### [AIM OF THE EXERCISE]
Pick out all lines in the listing holding the string "Outcome" and copy them.
[RECORDS TO PROCESS — start]
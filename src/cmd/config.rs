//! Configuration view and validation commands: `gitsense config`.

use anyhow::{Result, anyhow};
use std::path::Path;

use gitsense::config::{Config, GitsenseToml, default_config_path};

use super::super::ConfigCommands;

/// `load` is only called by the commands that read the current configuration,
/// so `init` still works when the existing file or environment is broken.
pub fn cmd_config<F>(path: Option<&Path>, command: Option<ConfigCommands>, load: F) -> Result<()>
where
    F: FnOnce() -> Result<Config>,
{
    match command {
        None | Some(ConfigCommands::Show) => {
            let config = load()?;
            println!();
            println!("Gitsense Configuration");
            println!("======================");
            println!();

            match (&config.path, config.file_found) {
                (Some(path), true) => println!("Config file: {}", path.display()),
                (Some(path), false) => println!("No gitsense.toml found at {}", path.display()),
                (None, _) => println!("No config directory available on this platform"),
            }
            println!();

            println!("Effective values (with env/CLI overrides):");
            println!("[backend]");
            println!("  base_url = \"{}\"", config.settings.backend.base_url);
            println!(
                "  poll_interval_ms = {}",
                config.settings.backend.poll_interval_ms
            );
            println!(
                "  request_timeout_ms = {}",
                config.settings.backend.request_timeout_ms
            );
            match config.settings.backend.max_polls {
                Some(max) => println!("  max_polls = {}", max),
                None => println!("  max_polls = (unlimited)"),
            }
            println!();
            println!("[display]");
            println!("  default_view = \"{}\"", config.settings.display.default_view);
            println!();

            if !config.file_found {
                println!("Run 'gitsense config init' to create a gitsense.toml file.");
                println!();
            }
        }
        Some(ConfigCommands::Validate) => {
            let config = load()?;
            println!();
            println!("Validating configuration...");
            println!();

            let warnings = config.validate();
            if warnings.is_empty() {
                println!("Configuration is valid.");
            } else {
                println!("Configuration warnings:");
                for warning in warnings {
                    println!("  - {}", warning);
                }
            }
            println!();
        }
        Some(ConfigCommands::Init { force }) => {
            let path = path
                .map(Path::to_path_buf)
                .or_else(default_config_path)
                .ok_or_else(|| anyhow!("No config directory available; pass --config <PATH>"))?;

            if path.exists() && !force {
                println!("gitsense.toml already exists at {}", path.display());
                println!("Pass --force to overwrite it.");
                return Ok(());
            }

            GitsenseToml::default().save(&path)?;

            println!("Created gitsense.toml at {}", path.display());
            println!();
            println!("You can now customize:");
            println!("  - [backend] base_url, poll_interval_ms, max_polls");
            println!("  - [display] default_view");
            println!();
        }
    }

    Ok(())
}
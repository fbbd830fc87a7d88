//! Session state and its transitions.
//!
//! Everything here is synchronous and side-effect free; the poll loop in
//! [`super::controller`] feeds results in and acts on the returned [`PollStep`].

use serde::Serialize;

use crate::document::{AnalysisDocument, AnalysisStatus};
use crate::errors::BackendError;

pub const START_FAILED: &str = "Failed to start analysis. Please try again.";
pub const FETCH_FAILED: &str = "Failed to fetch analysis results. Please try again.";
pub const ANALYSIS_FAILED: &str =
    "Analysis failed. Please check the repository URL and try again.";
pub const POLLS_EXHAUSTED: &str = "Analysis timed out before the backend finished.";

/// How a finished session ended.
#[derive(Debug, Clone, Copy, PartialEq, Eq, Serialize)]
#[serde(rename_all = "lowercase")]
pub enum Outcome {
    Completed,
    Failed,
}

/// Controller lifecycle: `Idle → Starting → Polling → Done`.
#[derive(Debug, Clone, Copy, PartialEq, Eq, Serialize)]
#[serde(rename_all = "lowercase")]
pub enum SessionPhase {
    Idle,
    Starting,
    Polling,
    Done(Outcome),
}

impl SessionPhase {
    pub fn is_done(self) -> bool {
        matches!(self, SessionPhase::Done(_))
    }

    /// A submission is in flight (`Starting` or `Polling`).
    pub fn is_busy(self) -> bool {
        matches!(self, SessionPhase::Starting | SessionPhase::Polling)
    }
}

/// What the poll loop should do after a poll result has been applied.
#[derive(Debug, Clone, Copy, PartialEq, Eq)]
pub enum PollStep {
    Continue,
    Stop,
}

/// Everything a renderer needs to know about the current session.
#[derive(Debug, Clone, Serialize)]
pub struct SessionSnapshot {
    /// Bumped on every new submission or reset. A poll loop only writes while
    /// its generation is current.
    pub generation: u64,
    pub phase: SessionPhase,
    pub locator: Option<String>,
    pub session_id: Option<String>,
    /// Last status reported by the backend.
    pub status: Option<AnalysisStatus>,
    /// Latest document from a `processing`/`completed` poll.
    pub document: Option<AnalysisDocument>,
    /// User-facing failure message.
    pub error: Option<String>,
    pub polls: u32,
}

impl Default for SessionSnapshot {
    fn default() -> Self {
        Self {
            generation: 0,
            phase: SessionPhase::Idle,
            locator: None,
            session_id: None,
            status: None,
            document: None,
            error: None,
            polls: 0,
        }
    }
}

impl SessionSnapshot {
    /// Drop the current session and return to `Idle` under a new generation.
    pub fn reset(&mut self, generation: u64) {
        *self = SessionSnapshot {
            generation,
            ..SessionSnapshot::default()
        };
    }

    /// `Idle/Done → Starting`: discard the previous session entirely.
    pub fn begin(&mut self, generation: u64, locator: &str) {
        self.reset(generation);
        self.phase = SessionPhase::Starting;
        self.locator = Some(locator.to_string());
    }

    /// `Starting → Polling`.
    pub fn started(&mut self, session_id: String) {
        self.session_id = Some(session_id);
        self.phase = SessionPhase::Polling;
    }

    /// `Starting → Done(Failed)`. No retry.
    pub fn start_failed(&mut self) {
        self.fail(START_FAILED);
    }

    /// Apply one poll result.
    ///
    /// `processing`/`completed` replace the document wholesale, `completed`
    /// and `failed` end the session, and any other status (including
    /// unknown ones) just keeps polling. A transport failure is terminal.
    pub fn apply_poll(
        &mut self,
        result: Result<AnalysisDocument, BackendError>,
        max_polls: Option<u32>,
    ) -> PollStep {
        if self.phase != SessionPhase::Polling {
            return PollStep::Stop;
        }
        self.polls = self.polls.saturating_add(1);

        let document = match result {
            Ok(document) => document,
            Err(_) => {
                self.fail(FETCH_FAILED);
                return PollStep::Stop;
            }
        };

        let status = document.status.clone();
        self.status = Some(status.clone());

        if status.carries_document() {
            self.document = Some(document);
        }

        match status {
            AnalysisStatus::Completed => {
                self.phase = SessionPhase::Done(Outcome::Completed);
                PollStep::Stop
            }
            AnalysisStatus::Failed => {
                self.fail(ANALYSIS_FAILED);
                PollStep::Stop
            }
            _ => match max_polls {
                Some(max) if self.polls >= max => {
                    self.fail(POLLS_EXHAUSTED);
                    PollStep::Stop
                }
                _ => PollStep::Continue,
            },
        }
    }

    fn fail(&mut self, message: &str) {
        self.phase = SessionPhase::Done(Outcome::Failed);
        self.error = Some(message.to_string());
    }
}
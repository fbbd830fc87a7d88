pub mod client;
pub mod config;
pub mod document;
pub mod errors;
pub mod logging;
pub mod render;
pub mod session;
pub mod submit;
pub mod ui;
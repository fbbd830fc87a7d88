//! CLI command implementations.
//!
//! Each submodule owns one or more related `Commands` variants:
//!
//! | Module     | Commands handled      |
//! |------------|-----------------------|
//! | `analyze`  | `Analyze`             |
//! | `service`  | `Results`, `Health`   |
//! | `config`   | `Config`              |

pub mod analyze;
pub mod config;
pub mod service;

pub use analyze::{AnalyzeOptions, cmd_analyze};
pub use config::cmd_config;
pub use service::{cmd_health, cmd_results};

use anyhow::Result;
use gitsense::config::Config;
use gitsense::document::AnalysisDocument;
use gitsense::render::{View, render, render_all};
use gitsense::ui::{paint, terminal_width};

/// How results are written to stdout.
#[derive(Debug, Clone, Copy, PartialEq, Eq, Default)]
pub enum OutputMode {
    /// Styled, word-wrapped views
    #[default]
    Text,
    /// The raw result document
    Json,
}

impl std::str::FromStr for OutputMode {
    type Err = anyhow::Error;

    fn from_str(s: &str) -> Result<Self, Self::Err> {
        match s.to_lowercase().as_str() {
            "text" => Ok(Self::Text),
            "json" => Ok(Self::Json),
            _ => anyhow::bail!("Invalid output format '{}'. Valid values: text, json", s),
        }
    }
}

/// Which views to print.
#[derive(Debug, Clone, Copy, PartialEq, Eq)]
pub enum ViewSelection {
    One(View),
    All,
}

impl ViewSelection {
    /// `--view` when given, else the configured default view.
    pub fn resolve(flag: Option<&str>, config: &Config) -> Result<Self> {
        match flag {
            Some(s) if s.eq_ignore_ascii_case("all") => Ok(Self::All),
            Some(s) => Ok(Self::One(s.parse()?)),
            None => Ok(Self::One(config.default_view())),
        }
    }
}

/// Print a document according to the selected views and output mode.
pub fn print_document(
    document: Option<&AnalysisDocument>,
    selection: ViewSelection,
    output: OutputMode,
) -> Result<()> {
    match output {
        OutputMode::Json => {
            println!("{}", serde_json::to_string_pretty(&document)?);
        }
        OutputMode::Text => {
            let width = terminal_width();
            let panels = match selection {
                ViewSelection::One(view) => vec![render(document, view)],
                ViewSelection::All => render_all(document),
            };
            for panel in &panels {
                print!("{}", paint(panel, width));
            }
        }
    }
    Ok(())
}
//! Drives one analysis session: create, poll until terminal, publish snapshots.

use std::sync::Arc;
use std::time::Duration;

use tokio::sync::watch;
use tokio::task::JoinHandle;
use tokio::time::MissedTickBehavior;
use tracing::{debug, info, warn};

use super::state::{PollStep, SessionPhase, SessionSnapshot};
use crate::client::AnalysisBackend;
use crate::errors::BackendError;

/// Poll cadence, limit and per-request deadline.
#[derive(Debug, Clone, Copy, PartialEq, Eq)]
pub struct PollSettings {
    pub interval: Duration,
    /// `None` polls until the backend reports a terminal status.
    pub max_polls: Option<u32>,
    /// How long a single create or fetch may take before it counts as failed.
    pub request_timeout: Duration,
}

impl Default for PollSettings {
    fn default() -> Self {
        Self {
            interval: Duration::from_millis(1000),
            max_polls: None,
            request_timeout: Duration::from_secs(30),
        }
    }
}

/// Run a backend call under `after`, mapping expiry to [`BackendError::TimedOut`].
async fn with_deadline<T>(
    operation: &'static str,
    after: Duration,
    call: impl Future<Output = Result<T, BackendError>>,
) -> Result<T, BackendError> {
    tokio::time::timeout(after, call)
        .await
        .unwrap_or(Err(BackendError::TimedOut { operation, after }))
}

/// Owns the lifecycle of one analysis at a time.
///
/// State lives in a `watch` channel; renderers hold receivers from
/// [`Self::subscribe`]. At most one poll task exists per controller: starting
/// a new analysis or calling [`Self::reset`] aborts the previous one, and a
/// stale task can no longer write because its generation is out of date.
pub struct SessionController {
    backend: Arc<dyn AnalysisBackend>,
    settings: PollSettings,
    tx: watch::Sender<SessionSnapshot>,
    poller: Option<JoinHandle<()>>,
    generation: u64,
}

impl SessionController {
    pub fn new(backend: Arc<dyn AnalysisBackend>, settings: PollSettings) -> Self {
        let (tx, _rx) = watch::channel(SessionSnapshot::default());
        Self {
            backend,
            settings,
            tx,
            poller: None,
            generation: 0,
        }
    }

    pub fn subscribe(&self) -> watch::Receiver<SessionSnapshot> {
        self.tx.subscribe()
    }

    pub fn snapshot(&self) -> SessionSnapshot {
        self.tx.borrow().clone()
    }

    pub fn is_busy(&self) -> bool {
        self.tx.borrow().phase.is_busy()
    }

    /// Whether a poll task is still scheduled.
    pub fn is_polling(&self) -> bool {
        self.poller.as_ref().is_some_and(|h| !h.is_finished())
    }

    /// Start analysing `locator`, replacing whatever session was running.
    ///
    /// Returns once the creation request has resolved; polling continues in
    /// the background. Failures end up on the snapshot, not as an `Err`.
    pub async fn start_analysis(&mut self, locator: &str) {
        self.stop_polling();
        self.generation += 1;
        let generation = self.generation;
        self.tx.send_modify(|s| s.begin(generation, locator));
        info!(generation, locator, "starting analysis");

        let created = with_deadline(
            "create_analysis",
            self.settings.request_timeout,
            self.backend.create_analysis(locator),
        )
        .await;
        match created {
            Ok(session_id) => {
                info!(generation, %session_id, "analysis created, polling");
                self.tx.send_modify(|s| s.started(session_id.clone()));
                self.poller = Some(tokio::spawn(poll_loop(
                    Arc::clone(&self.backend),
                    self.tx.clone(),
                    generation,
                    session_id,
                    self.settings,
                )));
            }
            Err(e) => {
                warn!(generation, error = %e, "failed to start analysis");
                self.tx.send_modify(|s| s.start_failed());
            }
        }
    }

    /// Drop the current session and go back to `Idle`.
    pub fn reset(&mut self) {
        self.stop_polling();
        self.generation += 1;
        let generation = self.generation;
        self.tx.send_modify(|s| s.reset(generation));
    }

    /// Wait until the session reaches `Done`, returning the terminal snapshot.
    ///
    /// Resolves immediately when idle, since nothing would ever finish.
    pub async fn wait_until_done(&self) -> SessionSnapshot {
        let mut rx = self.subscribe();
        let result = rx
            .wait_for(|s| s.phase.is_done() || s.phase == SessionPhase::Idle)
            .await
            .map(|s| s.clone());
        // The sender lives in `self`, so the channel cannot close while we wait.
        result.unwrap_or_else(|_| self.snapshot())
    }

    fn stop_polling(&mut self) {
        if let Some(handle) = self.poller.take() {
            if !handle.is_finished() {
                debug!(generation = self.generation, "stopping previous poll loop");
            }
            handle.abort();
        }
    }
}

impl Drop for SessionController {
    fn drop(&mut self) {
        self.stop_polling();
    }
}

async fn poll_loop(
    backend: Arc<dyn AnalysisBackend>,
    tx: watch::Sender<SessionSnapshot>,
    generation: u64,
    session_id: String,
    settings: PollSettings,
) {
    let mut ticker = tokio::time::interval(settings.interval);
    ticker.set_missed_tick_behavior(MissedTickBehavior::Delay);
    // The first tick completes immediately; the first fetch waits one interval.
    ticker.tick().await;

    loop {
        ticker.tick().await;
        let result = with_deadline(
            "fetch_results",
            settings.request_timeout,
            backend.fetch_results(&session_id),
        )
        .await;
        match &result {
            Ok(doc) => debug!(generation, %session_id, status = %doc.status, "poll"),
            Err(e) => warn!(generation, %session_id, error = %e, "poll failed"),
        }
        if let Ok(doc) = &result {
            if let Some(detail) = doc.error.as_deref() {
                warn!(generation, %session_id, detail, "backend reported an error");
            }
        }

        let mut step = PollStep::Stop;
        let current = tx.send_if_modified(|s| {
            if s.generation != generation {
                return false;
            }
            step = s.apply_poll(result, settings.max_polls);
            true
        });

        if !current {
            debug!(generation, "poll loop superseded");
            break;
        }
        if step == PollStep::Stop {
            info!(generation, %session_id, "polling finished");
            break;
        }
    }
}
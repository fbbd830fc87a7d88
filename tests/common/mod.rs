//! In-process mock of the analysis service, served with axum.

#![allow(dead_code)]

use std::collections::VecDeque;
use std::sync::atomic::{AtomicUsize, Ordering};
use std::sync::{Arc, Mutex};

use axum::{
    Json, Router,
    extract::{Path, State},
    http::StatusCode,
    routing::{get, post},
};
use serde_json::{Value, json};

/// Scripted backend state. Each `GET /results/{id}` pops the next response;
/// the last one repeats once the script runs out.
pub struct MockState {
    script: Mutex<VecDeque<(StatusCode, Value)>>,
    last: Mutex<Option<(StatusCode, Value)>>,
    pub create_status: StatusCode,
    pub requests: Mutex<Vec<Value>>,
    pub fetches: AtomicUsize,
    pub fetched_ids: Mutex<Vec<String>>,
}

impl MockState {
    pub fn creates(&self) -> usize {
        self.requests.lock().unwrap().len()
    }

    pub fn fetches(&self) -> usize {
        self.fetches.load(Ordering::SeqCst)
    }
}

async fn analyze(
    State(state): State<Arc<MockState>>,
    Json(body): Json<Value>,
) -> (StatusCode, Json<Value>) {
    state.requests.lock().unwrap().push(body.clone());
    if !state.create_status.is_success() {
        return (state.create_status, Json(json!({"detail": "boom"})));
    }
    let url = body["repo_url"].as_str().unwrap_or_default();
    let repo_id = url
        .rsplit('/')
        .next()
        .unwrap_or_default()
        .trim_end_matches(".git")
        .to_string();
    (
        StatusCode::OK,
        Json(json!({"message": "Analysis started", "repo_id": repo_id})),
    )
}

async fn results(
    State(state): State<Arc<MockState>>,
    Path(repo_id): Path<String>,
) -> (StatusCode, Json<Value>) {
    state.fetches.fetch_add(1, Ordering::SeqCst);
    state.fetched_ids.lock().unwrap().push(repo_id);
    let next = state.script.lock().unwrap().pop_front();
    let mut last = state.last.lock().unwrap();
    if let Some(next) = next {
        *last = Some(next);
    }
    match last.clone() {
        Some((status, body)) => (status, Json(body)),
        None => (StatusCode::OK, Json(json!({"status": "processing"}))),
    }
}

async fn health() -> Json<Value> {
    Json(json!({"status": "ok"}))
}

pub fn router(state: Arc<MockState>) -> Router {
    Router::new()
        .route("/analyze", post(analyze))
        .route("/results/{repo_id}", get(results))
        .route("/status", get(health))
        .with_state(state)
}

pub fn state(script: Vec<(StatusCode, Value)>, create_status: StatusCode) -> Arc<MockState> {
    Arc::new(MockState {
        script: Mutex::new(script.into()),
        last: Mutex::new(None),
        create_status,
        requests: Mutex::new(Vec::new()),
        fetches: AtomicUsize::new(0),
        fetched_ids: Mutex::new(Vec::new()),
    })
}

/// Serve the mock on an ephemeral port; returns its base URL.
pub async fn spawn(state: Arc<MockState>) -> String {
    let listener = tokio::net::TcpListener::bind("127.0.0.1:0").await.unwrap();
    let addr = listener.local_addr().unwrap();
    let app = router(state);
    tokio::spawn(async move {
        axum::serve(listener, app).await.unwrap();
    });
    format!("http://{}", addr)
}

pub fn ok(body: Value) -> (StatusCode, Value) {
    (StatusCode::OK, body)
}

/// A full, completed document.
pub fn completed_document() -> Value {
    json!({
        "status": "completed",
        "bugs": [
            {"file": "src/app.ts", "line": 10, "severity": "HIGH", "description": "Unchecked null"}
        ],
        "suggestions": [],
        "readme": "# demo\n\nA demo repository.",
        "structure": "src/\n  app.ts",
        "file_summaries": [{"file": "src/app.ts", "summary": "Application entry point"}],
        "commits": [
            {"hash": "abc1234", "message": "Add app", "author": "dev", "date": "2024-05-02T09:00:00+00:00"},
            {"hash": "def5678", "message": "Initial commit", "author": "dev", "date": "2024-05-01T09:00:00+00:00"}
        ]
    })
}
[RECORDS TO PROCESS — finish]
### [REPLY TO THE EXERCISE]
pub enum Outcome {
    Done(Outcome),
                self.phase = SessionPhase::Done(Outcome::Completed);
        self.phase = SessionPhase::Done(Outcome::Failed);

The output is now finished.